• **Work request**: You are asked to filter the data below and copy every line holding "after".

• **Entries shown**:
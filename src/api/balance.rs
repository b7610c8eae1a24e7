// SPDX-License-Identifier: AGPL-3.0-or-later
//
// Copyright (C) 2026 Relational Network

//! Balance endpoints.

use axum::{extract::State, Json};

use crate::{
    balances::{BalanceReport, RefreshOutcome},
    models::RefreshResponse,
    state::AppState,
};

/// Cached balances for the selected network.
///
/// Balances not yet refreshed on this network are reported as zero.
#[utoipa::path(
    get,
    path = "/v1/balances",
    tag = "Balances",
    responses((status = 200, description = "Cached balances", body = BalanceReport))
)]
pub async fn get_balances(State(state): State<AppState>) -> Json<BalanceReport> {
    Json(state.session.balances())
}

/// Query balances and price now.
///
/// Individual query failures are listed in `failures`; the request itself
/// always succeeds.
#[utoipa::path(
    post,
    path = "/v1/balances/refresh",
    tag = "Balances",
    responses((status = 200, description = "Refresh result", body = RefreshResponse))
)]
pub async fn refresh_balances(State(state): State<AppState>) -> Json<RefreshResponse> {
    let response = match state.session.refresh_balances().await {
        RefreshOutcome::Applied(balances) => RefreshResponse {
            applied: true,
            balances,
        },
        RefreshOutcome::Stale(_) => RefreshResponse {
            applied: false,
            balances: state.session.balances(),
        },
    };
    Json(response)
}
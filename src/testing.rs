// SPDX-License-Identifier: AGPL-3.0-or-later
//
// Copyright (C) 2026 Relational Network

//! In-process doubles for the ledger and the price oracle.

use std::{
    sync::{
        atomic::{AtomicBool, AtomicUsize, Ordering},
        Arc, Mutex,
    },
    time::Duration,
};

use async_trait::async_trait;
use rust_decimal::Decimal;
use solana_sdk::{
    hash::Hash, pubkey::Pubkey, signature::Signature, transaction::Transaction,
};
use tokio::sync::Notify;

use crate::blockchain::{
    derive, Account, LedgerConnector, LedgerError, LedgerRpc, NetworkId, TokenAmount,
};
use crate::providers::{PriceError, PriceOracle};
use crate::wallet::MnemonicPhrase;

pub const TEST_MNEMONIC: &str =
    "abandon abandon abandon abandon abandon abandon abandon abandon abandon abandon abandon about";

pub const OTHER_MNEMONIC: &str =
    "legal winner thank year wave sausage worth useful legal winner thank yellow";

pub fn test_account() -> Account {
    derive(&MnemonicPhrase::parse(TEST_MNEMONIC).unwrap()).unwrap()
}

type Hook = Box<dyn Fn() + Send + Sync>;

/// How long a held balance query waits for the token query to start.
const OVERLAP_WAIT: Duration = Duration::from_millis(500);

struct LedgerState {
    balance: Result<u64, String>,
    token_accounts: Vec<Pubkey>,
    token_failure: Option<String>,
    token_balance: TokenAmount,
    existing_accounts: Vec<Pubkey>,
    send_failure: Option<String>,
    queried_mints: Vec<Pubkey>,
    sent: Vec<Transaction>,
}

/// Scripted ledger. Counts every call so tests can assert on network use.
pub struct MockLedger {
    state: Mutex<LedgerState>,
    on_balance: Mutex<Option<Hook>>,
    hold_balance: AtomicBool,
    token_query_started: Notify,
    calls: AtomicUsize,
    token_balance_calls: AtomicUsize,
}

impl MockLedger {
    pub fn new() -> Self {
        Self {
            state: Mutex::new(LedgerState {
                balance: Ok(0),
                token_accounts: Vec::new(),
                token_failure: None,
                token_balance: TokenAmount::zero(6),
                existing_accounts: Vec::new(),
                send_failure: None,
                queried_mints: Vec::new(),
                sent: Vec::new(),
            }),
            on_balance: Mutex::new(None),
            hold_balance: AtomicBool::new(false),
            token_query_started: Notify::new(),
            calls: AtomicUsize::new(0),
            token_balance_calls: AtomicUsize::new(0),
        }
    }

    pub fn with_balance(self, lamports: u64) -> Self {
        self.state.lock().unwrap().balance = Ok(lamports);
        self
    }

    pub fn with_token_accounts(self, accounts: Vec<Pubkey>) -> Self {
        self.state.lock().unwrap().token_accounts = accounts;
        self
    }

    pub fn with_token_balance(self, amount: TokenAmount) -> Self {
        self.state.lock().unwrap().token_balance = amount;
        self
    }

    pub fn with_existing_account(self, address: Pubkey) -> Self {
        self.state.lock().unwrap().existing_accounts.push(address);
        self
    }

    pub fn with_send_failure(self, reason: &str) -> Self {
        self.state.lock().unwrap().send_failure = Some(reason.to_string());
        self
    }

    /// Make subsequent native balance queries fail.
    pub fn fail_balance(&self, reason: &str) {
        self.state.lock().unwrap().balance = Err(reason.to_string());
    }

    /// Make subsequent token account lookups fail.
    pub fn fail_token(&self, reason: &str) {
        self.state.lock().unwrap().token_failure = Some(reason.to_string());
    }

    /// Hold native balance queries until a token account lookup has started.
    ///
    /// A held query that sees no token lookup within 500 ms fails, so a
    /// caller issuing the two one after the other gets a native failure.
    pub fn hold_balance_until_token_query(&self) {
        self.hold_balance.store(true, Ordering::SeqCst);
    }

    /// Run `hook` inside every native balance query, before it answers.
    pub fn on_balance_query(&self, hook: impl Fn() + Send + Sync + 'static) {
        *self.on_balance.lock().unwrap() = Some(Box::new(hook));
    }

    pub fn total_calls(&self) -> usize {
        self.calls.load(Ordering::SeqCst)
    }

    pub fn token_balance_calls(&self) -> usize {
        self.token_balance_calls.load(Ordering::SeqCst)
    }

    pub fn queried_mints(&self) -> Vec<Pubkey> {
        self.state.lock().unwrap().queried_mints.clone()
    }

    pub fn sent_transactions(&self) -> Vec<Transaction> {
        self.state.lock().unwrap().sent.clone()
    }

    fn record_call(&self) {
        self.calls.fetch_add(1, Ordering::SeqCst);
    }
}

impl Default for MockLedger {
    fn default() -> Self {
        Self::new()
    }
}

#[async_trait]
impl LedgerRpc for MockLedger {
    async fn get_balance(&self, _address: &Pubkey) -> Result<u64, LedgerError> {
        self.record_call();
        if self.hold_balance.load(Ordering::SeqCst)
            && tokio::time::timeout(OVERLAP_WAIT, self.token_query_started.notified())
                .await
                .is_err()
        {
            return Err(LedgerError::RpcError(
                "token query did not start while the balance query was pending".to_string(),
            ));
        }
        if let Some(hook) = self.on_balance.lock().unwrap().as_ref() {
            hook();
        }
        self.state
            .lock()
            .unwrap()
            .balance
            .clone()
            .map_err(LedgerError::RpcError)
    }

    async fn get_token_accounts_by_owner(
        &self,
        _owner: &Pubkey,
        mint: &Pubkey,
    ) -> Result<Vec<Pubkey>, LedgerError> {
        self.record_call();
        self.token_query_started.notify_one();
        let mut state = self.state.lock().unwrap();
        state.queried_mints.push(*mint);
        match &state.token_failure {
            Some(reason) => Err(LedgerError::RpcError(reason.clone())),
            None => Ok(state.token_accounts.clone()),
        }
    }

    async fn get_token_account_balance(
        &self,
        _account: &Pubkey,
    ) -> Result<TokenAmount, LedgerError> {
        self.record_call();
        self.token_balance_calls.fetch_add(1, Ordering::SeqCst);
        Ok(self.state.lock().unwrap().token_balance)
    }

    async fn account_exists(&self, address: &Pubkey) -> Result<bool, LedgerError> {
        self.record_call();
        Ok(self.state.lock().unwrap().existing_accounts.contains(address))
    }

    async fn latest_blockhash(&self) -> Result<Hash, LedgerError> {
        self.record_call();
        Ok(Hash::new_unique())
    }

    async fn send_and_confirm_transaction(
        &self,
        transaction: &Transaction,
    ) -> Result<Signature, LedgerError> {
        self.record_call();
        let mut state = self.state.lock().unwrap();
        if let Some(reason) = &state.send_failure {
            return Err(LedgerError::TransactionFailed(reason.clone()));
        }
        state.sent.push(transaction.clone());
        Ok(transaction.signatures[0])
    }
}

/// Serves the same ledger for every network.
pub struct MockConnector {
    ledger: Arc<MockLedger>,
}

impl MockConnector {
    pub fn single(ledger: Arc<MockLedger>) -> Self {
        Self { ledger }
    }
}

impl LedgerConnector for MockConnector {
    fn connect(&self, _network: NetworkId) -> Arc<dyn LedgerRpc> {
        self.ledger.clone()
    }
}

/// Price oracle answering with a fixed price, or failing when unset.
#[derive(Clone)]
pub struct MockOracle {
    price: Arc<Mutex<Option<Decimal>>>,
}

impl MockOracle {
    pub fn with_price(price: Decimal) -> Self {
        Self {
            price: Arc::new(Mutex::new(Some(price))),
        }
    }

    pub fn failing() -> Self {
        Self {
            price: Arc::new(Mutex::new(None)),
        }
    }

    pub fn set_price(&self, price: Option<Decimal>) {
        *self.price.lock().unwrap() = price;
    }
}

#[async_trait]
impl PriceOracle for MockOracle {
    async fn get_price(&self, _asset: &str) -> Result<Decimal, PriceError> {
        let price = *self.price.lock().unwrap();
        price.ok_or_else(|| PriceError::Request("price service unavailable".to_string()))
    }
}
// SPDX-License-Identifier: AGPL-3.0-or-later
//
// Copyright (C) 2026 Relational Network

//! The running wallet session.
//!
//! Owns the active mnemonic and account together with the components that
//! depend on them. The account is replaced only at startup, on import and on
//! regenerate; each replacement resets the cached balances.

use std::sync::Arc;

use solana_sdk::pubkey::Pubkey;
use tokio::sync::RwLock;
use tracing::info;

use crate::{
    balances::{BalanceAggregator, BalanceReport, RefreshOutcome},
    blockchain::{
        derive, Account, DerivationError, LedgerConnector, NetworkId, TransferEngine,
        TransferReceipt, TransferRequest, TransferSubmissionFailure,
    },
    network::NetworkSelector,
    providers::PriceOracle,
    wallet::{share_link, MnemonicPhrase, SeedError, SeedStore},
};

#[derive(Debug, thiserror::Error)]
pub enum SessionError {
    #[error(transparent)]
    Seed(#[from] SeedError),

    #[error("Account derivation failed: {0}")]
    Derivation(#[from] DerivationError),
}

struct ActiveWallet {
    mnemonic: MnemonicPhrase,
    account: Arc<Account>,
}

impl ActiveWallet {
    fn from_mnemonic(mnemonic: MnemonicPhrase) -> Result<Self, DerivationError> {
        let account = Arc::new(derive(&mnemonic)?);
        Ok(Self { mnemonic, account })
    }
}

pub struct WalletSession {
    seeds: SeedStore,
    selector: Arc<NetworkSelector>,
    balances: Arc<BalanceAggregator>,
    transfers: TransferEngine,
    base_url: String,
    active: RwLock<ActiveWallet>,
}

impl WalletSession {
    /// Resolve the seed, derive the account and wire up the components.
    pub fn start(
        seeds: SeedStore,
        connector: Arc<dyn LedgerConnector>,
        oracle: Arc<dyn PriceOracle>,
        selector: Arc<NetworkSelector>,
        base_url: impl Into<String>,
        link_param: Option<&str>,
    ) -> Result<Self, SessionError> {
        let resolved = seeds.resolve(link_param)?;
        let active = ActiveWallet::from_mnemonic(resolved.mnemonic)?;

        let balances = Arc::new(BalanceAggregator::new(
            connector.clone(),
            oracle,
            selector.clone(),
        ));
        balances.reset(active.account.address());

        info!(
            address = %active.account.address(),
            source = ?resolved.source,
            network = %selector.current(),
            "Wallet session started"
        );

        Ok(Self {
            seeds,
            selector,
            balances,
            transfers: TransferEngine::new(connector),
            base_url: base_url.into(),
            active: RwLock::new(active),
        })
    }

    pub async fn address(&self) -> Pubkey {
        self.active.read().await.account.address()
    }

    pub async fn account(&self) -> Arc<Account> {
        self.active.read().await.account.clone()
    }

    /// The active mnemonic. Reveals the secret; callers decide who sees it.
    pub async fn mnemonic(&self) -> MnemonicPhrase {
        self.active.read().await.mnemonic.clone()
    }

    pub async fn share_link(&self) -> Result<String, SessionError> {
        let active = self.active.read().await;
        Ok(share_link(&self.base_url, &active.mnemonic)?)
    }

    /// Replace the seed with `phrase`. The previous seed is lost.
    pub async fn import(&self, phrase: &str) -> Result<Pubkey, SessionError> {
        let mnemonic = self.seeds.import(phrase)?;
        self.replace(mnemonic).await
    }

    /// Replace the seed with a freshly generated one. The previous seed is lost.
    pub async fn regenerate(&self) -> Result<Pubkey, SessionError> {
        let mnemonic = self.seeds.regenerate()?;
        self.replace(mnemonic).await
    }

    async fn replace(&self, mnemonic: MnemonicPhrase) -> Result<Pubkey, SessionError> {
        let next = ActiveWallet::from_mnemonic(mnemonic)?;
        let address = next.account.address();

        let mut active = self.active.write().await;
        *active = next;
        self.balances.reset(address);
        drop(active);

        info!(%address, "Wallet account replaced");
        Ok(address)
    }

    pub fn network(&self) -> NetworkId {
        self.selector.current()
    }

    pub fn set_network(&self, network: NetworkId) -> bool {
        self.selector.set_network(network)
    }

    pub fn selector(&self) -> &Arc<NetworkSelector> {
        &self.selector
    }

    /// Refresh balances for the active account on the selected network.
    pub async fn refresh_balances(&self) -> RefreshOutcome {
        let account = self.account().await;
        self.balances.refresh(&account, self.selector.current()).await
    }

    /// Cached balances for the selected network.
    pub fn balances(&self) -> BalanceReport {
        self.balances.snapshot()
    }

    /// Submit a transfer from the active account. Balances are refreshed
    /// after a confirmed transfer.
    pub async fn transfer(
        &self,
        request: &TransferRequest,
    ) -> Result<Option<TransferReceipt>, TransferSubmissionFailure> {
        let account = self.account().await;
        let network = self.selector.current();
        let receipt = self.transfers.transfer(Some(&account), network, request).await?;

        if receipt.is_some() {
            self.balances.refresh(&account, network).await;
        }
        Ok(receipt)
    }
}
// SPDX-License-Identifier: AGPL-3.0-or-later
//
// Copyright (C) 2026 Relational Network

//! Burner Wallet - Hot Solana Wallet Engine
//!
//! A single account derived from a BIP-39 mnemonic, SOL and USDC balances
//! across the selectable Solana clusters, and native and SPL token transfers.
//!
//! ## Modules
//!
//! - `wallet` - Mnemonic parsing, generation, precedence and shareable links
//! - `storage` - Seed persistence (redb)
//! - `blockchain` - Account derivation, ledger RPC, SPL tokens, transfers
//! - `network` - Active network selection with change notification
//! - `providers` - Price oracle (Solscan)
//! - `balances` - Concurrent balance aggregation with a stale-response guard
//! - `session` - The running wallet session
//! - `refresher` - Background balance refresh
//! - `api` - HTTP API handlers (Axum)

pub mod api;
pub mod balances;
pub mod blockchain;
pub mod config;
pub mod error;
pub mod logging;
pub mod models;
pub mod network;
pub mod providers;
pub mod refresher;
pub mod session;
pub mod state;
pub mod storage;
pub mod wallet;

#[cfg(test)]
pub(crate) mod testing;
#[cfg(test)]
mod tests {
    use super::*;
    use crate::testing::{test_account, MockConnector, MockLedger};
    use solana_system_interface::program as system_program;
    use spl_associated_token_account::get_associated_token_address;

    fn engine(ledger: MockLedger) -> (TransferEngine, Arc<MockLedger>) {
        let ledger = Arc::new(ledger);
        let engine = TransferEngine::new(Arc::new(MockConnector::single(ledger.clone())));
        (engine, ledger)
    }

    fn last_instruction_data(ledger: &MockLedger) -> Vec<u8> {
        let sent = ledger.sent_transactions();
        let message = &sent.last().unwrap().message;
        message.instructions.last().unwrap().data.clone()
    }

    #[test]
    fn scaling_truncates_toward_zero() {
        assert_eq!(to_smallest_units(Decimal::new(15, 1), 9), Some(1_500_000_000));
        assert_eq!(to_smallest_units(Decimal::new(25, 1), 6), Some(2_500_000));
        assert_eq!(to_smallest_units(Decimal::new(1234567, 7), 6), Some(123_456));
        assert_eq!(to_smallest_units(Decimal::new(1, 10), 9), Some(0));
        assert_eq!(to_smallest_units(Decimal::MAX, 9), None);
    }

    #[tokio::test]
    async fn zero_amount_makes_no_network_call() {
        let (engine, ledger) = engine(MockLedger::new());
        let account = test_account();
        let to = Pubkey::new_unique().to_string();

        let receipt = engine
            .transfer_native(Some(&account), NetworkId::Devnet, &to, Decimal::ZERO)
            .await
            .unwrap();

        assert!(receipt.is_none());
        assert_eq!(ledger.total_calls(), 0);
    }

    #[tokio::test]
    async fn invalid_preconditions_are_skipped() {
        let (engine, ledger) = engine(MockLedger::new());
        let account = test_account();
        let to = Pubkey::new_unique().to_string();

        let cases = [
            (None, to.as_str(), Decimal::ONE),
            (Some(&account), "   ", Decimal::ONE),
            (Some(&account), to.as_str(), Decimal::new(-1, 0)),
            // Below one lamport
            (Some(&account), to.as_str(), Decimal::new(1, 10)),
        ];
        for (account, destination, amount) in cases {
            let result = engine
                .transfer_native(account, NetworkId::Devnet, destination, amount)
                .await
                .unwrap();
            assert!(result.is_none());
        }
        // Below one USDC unit
        let result = engine
            .transfer_token(Some(&account), NetworkId::Devnet, &to, Decimal::new(1, 7))
            .await
            .unwrap();
        assert!(result.is_none());
        assert_eq!(ledger.total_calls(), 0);
    }

    #[tokio::test]
    async fn native_transfer_sends_scaled_lamports() {
        let (engine, ledger) = engine(MockLedger::new());
        let account = test_account();
        let to = Pubkey::new_unique();

        let receipt = engine
            .transfer_native(Some(&account), NetworkId::Devnet, &to.to_string(), Decimal::new(15, 1))
            .await
            .unwrap()
            .unwrap();

        assert_eq!(receipt.raw_amount, 1_500_000_000);
        assert_eq!(receipt.asset, AssetKind::Native);
        assert_eq!(receipt.destination, to.to_string());
        assert!(receipt.created_accounts.is_empty());
        assert!(receipt.explorer_url.ends_with("?cluster=devnet"));

        let sent = ledger.sent_transactions();
        assert_eq!(sent.len(), 1);
        let message = &sent[0].message;
        assert_eq!(message.account_keys[0], account.address());
        assert_eq!(message.instructions.len(), 1);
        let program = message.account_keys[message.instructions[0].program_id_index as usize];
        assert_eq!(program, system_program::id());
        // System transfer: u32 tag 2, then little-endian lamports
        let data = last_instruction_data(&ledger);
        assert_eq!(u64::from_le_bytes(data[4..12].try_into().unwrap()), 1_500_000_000);
        assert_eq!(receipt.signature, sent[0].signatures[0].to_string());
    }

    #[tokio::test]
    async fn token_transfer_creates_missing_accounts() {
        let account = test_account();
        let mint = spl::token_mint(&USDC_TOKEN, NetworkId::Devnet).unwrap();
        let source_ata = get_associated_token_address(&account.address(), &mint);
        let to = Pubkey::new_unique();
        let destination_ata = get_associated_token_address(&to, &mint);

        let (engine, ledger) = engine(MockLedger::new().with_existing_account(source_ata));

        let receipt = engine
            .transfer_token(Some(&account), NetworkId::Devnet, &to.to_string(), Decimal::new(25, 1))
            .await
            .unwrap()
            .unwrap();

        assert_eq!(receipt.raw_amount, 2_500_000);
        assert_eq!(receipt.created_accounts, vec![destination_ata.to_string()]);

        let sent = ledger.sent_transactions();
        let message = &sent[0].message;
        assert_eq!(message.instructions.len(), 2);
        let program_of = |i: usize| {
            message.account_keys[message.instructions[i].program_id_index as usize]
        };
        assert_eq!(program_of(0), spl_associated_token_account::id());
        assert_eq!(program_of(1), spl_token::id());
        let data = last_instruction_data(&ledger);
        assert_eq!(data[0], 3);
        assert_eq!(u64::from_le_bytes(data[1..9].try_into().unwrap()), 2_500_000);
    }

    #[tokio::test]
    async fn token_transfer_to_self_creates_account_once() {
        let account = test_account();
        let mint = spl::token_mint(&USDC_TOKEN, NetworkId::Devnet).unwrap();
        let own_ata = get_associated_token_address(&account.address(), &mint);
        let (engine, ledger) = engine(MockLedger::new());

        let receipt = engine
            .transfer_token(
                Some(&account),
                NetworkId::Devnet,
                &account.address().to_string(),
                Decimal::ONE,
            )
            .await
            .unwrap()
            .unwrap();

        assert_eq!(receipt.created_accounts, vec![own_ata.to_string()]);
        let sent = ledger.sent_transactions();
        let message = &sent[0].message;
        // One create, one transfer
        assert_eq!(message.instructions.len(), 2);
        let program_of = |i: usize| {
            message.account_keys[message.instructions[i].program_id_index as usize]
        };
        assert_eq!(program_of(0), spl_associated_token_account::id());
        assert_eq!(program_of(1), spl_token::id());
    }

    #[tokio::test]
    async fn token_transfer_between_existing_accounts() {
        let account = test_account();
        let mint = spl::token_mint(&USDC_TOKEN, NetworkId::MainnetBeta).unwrap();
        let to = Pubkey::new_unique();
        let ledger = MockLedger::new()
            .with_existing_account(get_associated_token_address(&account.address(), &mint))
            .with_existing_account(get_associated_token_address(&to, &mint));
        let (engine, ledger) = engine(ledger);

        let request = TransferRequest {
            asset: AssetKind::Token,
            destination: to.to_string(),
            amount: Decimal::ONE,
        };
        let receipt = engine
            .transfer(Some(&account), NetworkId::MainnetBeta, &request)
            .await
            .unwrap()
            .unwrap();

        assert!(receipt.created_accounts.is_empty());
        assert_eq!(receipt.raw_amount, 1_000_000);
        assert_eq!(receipt.network, NetworkId::MainnetBeta);
        assert_eq!(ledger.sent_transactions()[0].message.instructions.len(), 1);
    }

    #[tokio::test]
    async fn submission_failure_carries_details() {
        let (engine, _) = engine(MockLedger::new().with_send_failure("blockhash not found"));
        let account = test_account();
        let to = Pubkey::new_unique().to_string();

        let err = engine
            .transfer_native(Some(&account), NetworkId::Devnet, &to, Decimal::new(5, 1))
            .await
            .unwrap_err();

        assert_eq!(err.asset, AssetKind::Native);
        assert_eq!(err.amount, Decimal::new(5, 1));
        assert_eq!(err.destination, to);
        assert!(matches!(
            err.reason,
            TransferFailureReason::Ledger(LedgerError::TransactionFailed(_))
        ));
        assert!(err.to_string().contains("blockhash not found"));
    }

    #[tokio::test]
    async fn invalid_destination_fails_before_network() {
        let (engine, ledger) = engine(MockLedger::new());
        let account = test_account();

        let err = engine
            .transfer_token(Some(&account), NetworkId::Devnet, "not-an-address", Decimal::ONE)
            .await
            .unwrap_err();

        assert!(matches!(err.reason, TransferFailureReason::InvalidDestination(_)));
        assert_eq!(err.destination, "not-an-address");
        assert_eq!(ledger.total_calls(), 0);
    }
}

• **Answer to this exercise**:
    /// caller issuing the two one after the other gets a native failure.
    /// after a confirmed transfer.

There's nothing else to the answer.